Proposta que proíbe verba pública para o Carnaval em Curitiba levanta debate sobre cultura, desigualdade e possível inconstitucionalidade

Projeto do vereador Eder Borges é criticado por atingir manifestação popular ligada à população negra e mobiliza reação de entidades culturais

Um projeto de lei apresentado na Câmara Municipal de Curitiba reacendeu o debate sobre o papel do poder público no financiamento da cultura — e agora também levanta discussões sobre desigualdade social e racial. De autoria do vereador Eder Borges, representante da extrema direita, de forma oportunista coloca a proposta que proíbe integralmente o uso de recursos públicos para qualquer atividade relacionada ao Carnaval na cidade.

O texto veta não apenas repasses diretos, mas também qualquer gasto com estrutura, divulgação, pagamento de profissionais, apoio a escolas de samba e eventos de pré-carnaval. A realização da festa segue permitida, porém exclusivamente com financiamento privado.

Ele não esconde o objetivo: promover o embranquecimento de Curitiba. Sob o pretexto de “priorizar áreas essenciais”, o vereador recorre a um argumento conveniente para deslegitimar manifestações culturais que não se encaixam em sua visão de cidade. Ao afirmar que nem todos os contribuintes se identificam com o Carnaval, ignora deliberadamente o papel histórico, social e econômico dessa expressão cultural, além de reduzir o conceito de política pública a uma lógica excludente. No fundo, sua justificativa revela menos preocupação com saúde, educação ou segurança e mais um incômodo seletivo com aquilo que representa diversidade, identidade popular e ocupação democrática do espaço urbano.

No entanto, críticos apontam que a proposta ignora o papel histórico e social da festa. O Carnaval, especialmente por meio do samba, é uma manifestação cultural profundamente enraizada nas camadas populares e na população afrodescendente. Em Curitiba — capital que concentra a maior proporção de população negra da região Sul do Brasil — a medida é vista por especialistas e agentes culturais como um possível retrocesso no reconhecimento e apoio à diversidade cultural.

Ao atingir diretamente escolas de samba e blocos populares, a proposta pode ter impacto desproporcional justamente sobre grupos historicamente marginalizados, levantando questionamentos sobre desigualdade no acesso a políticas públicas culturais.

Do ponto de vista jurídico, a proposta também enfrenta críticas. A Constituição Federal garante a proteção e o incentivo às manifestações culturais, e decisões judiciais anteriores já barraram tentativas de restringir ou excluir expressões culturais específicas, como ocorreu em casos envolvendo o funk em diferentes cidades brasileiras.

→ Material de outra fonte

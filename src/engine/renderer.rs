use std::sync::Arc;

use anyhow::{Context, Result};
use wgpu::SurfaceError;
use winit::{dpi::PhysicalSize, window::Window};

pub struct Renderer {
    surface: wgpu::Surface<'static>,
    device: wgpu::Device,
    queue: wgpu::Queue,
    config: wgpu::SurfaceConfiguration,
    size: PhysicalSize<u32>,
    clear_color: wgpu::Color,
}

impl Renderer {
    pub async fn new(window: Arc<Window>) -> Result<Self> {
        let size = window.inner_size();
        let instance = wgpu::Instance::default();
        let surface = instance
            .create_surface(window)
            .context("failed to create surface")?;
        let adapter = instance
            .request_adapter(&wgpu::RequestAdapterOptions {
                power_preference: wgpu::PowerPreference::HighPerformance,
                compatible_surface: Some(&surface),
                force_fallback_adapter: false,
            })
            .await
            .context("no suitable GPU adapter found")?;

        let (device, queue) = adapter
            .request_device(&wgpu::DeviceDescriptor {
                label: Some("canova-renderer-device"),
                required_features: wgpu::Features::empty(),
                required_limits: wgpu::Limits::default(),
                memory_hints: wgpu::MemoryHints::default(),
                ..Default::default()
            })
            .await
            .context("failed to create device")?;

        let surface_caps = surface.get_capabilities(&adapter);
        let surface_format = surface_caps
            .formats
            .iter()
            .copied()
            .find(|format| format.is_srgb())
            .or_else(|| surface_caps.formats.first().copied())
            .context("surface reports no supported formats")?;
        let alpha_mode = surface_caps
            .alpha_modes
            .iter()
            .copied()
            .find(|mode| *mode == wgpu::CompositeAlphaMode::Opaque)
            .unwrap_or(wgpu::CompositeAlphaMode::Auto);

        // Fifo keeps presentation vsynced.
        let config = wgpu::SurfaceConfiguration {
            usage: wgpu::TextureUsages::RENDER_ATTACHMENT,
            format: surface_format,
            width: size.width.max(1),
            height: size.height.max(1),
            present_mode: wgpu::PresentMode::Fifo,
            alpha_mode,
            view_formats: vec![],
            desired_maximum_frame_latency: 2,
        };
        surface.configure(&device, &config);

        tracing::info!(
            target: "engine",
            format = ?surface_format,
            width = config.width,
            height = config.height,
            "surface configured"
        );

        Ok(Self {
            surface,
            device,
            queue,
            config,
            size,
            clear_color: wgpu::Color::WHITE,
        })
    }

    pub fn device(&self) -> &wgpu::Device {
        &self.device
    }

    pub fn format(&self) -> wgpu::TextureFormat {
        self.config.format
    }

    pub fn size(&self) -> PhysicalSize<u32> {
        self.size
    }

    pub fn resize(&mut self, new_size: PhysicalSize<u32>) {
        if new_size.width > 0 && new_size.height > 0 {
            self.size = new_size;
            self.config.width = new_size.width;
            self.config.height = new_size.height;
            self.surface.configure(&self.device, &self.config);
        }
    }

    /// Clears the surface and paints one tessellated egui frame onto it.
    pub fn render(
        &mut self,
        egui_renderer: &mut egui_wgpu::Renderer,
        paint_jobs: &[egui::ClippedPrimitive],
        textures_delta: &egui::TexturesDelta,
        screen_descriptor: &egui_wgpu::ScreenDescriptor,
    ) -> Result<(), SurfaceError> {
        let surface_texture = self.surface.get_current_texture()?;
        let view = surface_texture
            .texture
            .create_view(&wgpu::TextureViewDescriptor::default());

        let mut encoder = self
            .device
            .create_command_encoder(&wgpu::CommandEncoderDescriptor {
                label: Some("canova-frame-encoder"),
            });

        for (id, delta) in &textures_delta.set {
            egui_renderer.update_texture(&self.device, &self.queue, *id, delta);
        }
        let callback_buffers = egui_renderer.update_buffers(
            &self.device,
            &self.queue,
            &mut encoder,
            paint_jobs,
            screen_descriptor,
        );

        {
            let mut pass = encoder
                .begin_render_pass(&wgpu::RenderPassDescriptor {
                    label: Some("canova-frame-pass"),
                    color_attachments: &[Some(wgpu::RenderPassColorAttachment {
                        view: &view,
                        resolve_target: None,
                        ops: wgpu::Operations {
                            load: wgpu::LoadOp::Clear(self.clear_color),
                            store: wgpu::StoreOp::Store,
                        },
                        depth_slice: None,
                    })],
                    depth_stencil_attachment: None,
                    occlusion_query_set: None,
                    timestamp_writes: None,
                })
                .forget_lifetime();

            egui_renderer.render(&mut pass, paint_jobs, screen_descriptor);
        }

        self.queue.submit(
            callback_buffers
                .into_iter()
                .chain(std::iter::once(encoder.finish())),
        );
        surface_texture.present();

        for id in &textures_delta.free {
            egui_renderer.free_texture(id);
        }

        Ok(())
    }
}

Especialistas alertam ainda para o risco de violação do princípio da isonomia. Caso o município continue financiando outras manifestações culturais ou eventos festivos, a proibição exclusiva ao Carnaval pode ser interpretada como tratamento desigual e discriminatório.

Outro ponto levantado é o de “censura indireta”. Embora o projeto não proíba o Carnaval, a retirada total de apoio público pode inviabilizar a participação de grupos tradicionais, reduzindo o acesso democrático à cultura e enfraquecendo manifestações populares.

Além das questões culturais e jurídicas, há também impacto econômico. O Carnaval movimenta setores como turismo, comércio e serviços, gerando empregos e renda, especialmente entre trabalhadores informais e pequenos empreendedores.

Diante do avanço da proposta, o Portal Brasil Cultura se posicionou publicamente contra o projeto, classificando a medida como um “absurdo” e um ataque à cultura popular. A entidade também convocou a comunidade carnavalesca — incluindo escolas de samba, blocos, artistas e apoiadores — a se mobilizar e somar forças contra a iniciativa.

O projeto ainda tramita na Câmara Municipal e, se aprovado, poderá ser alvo de questionamentos judiciais. Enquanto isso, o debate expõe uma questão central: até que ponto decisões orçamentárias podem impactar — ou restringir — o acesso e a valorização da cultura popular em uma cidade marcada pela diversidade.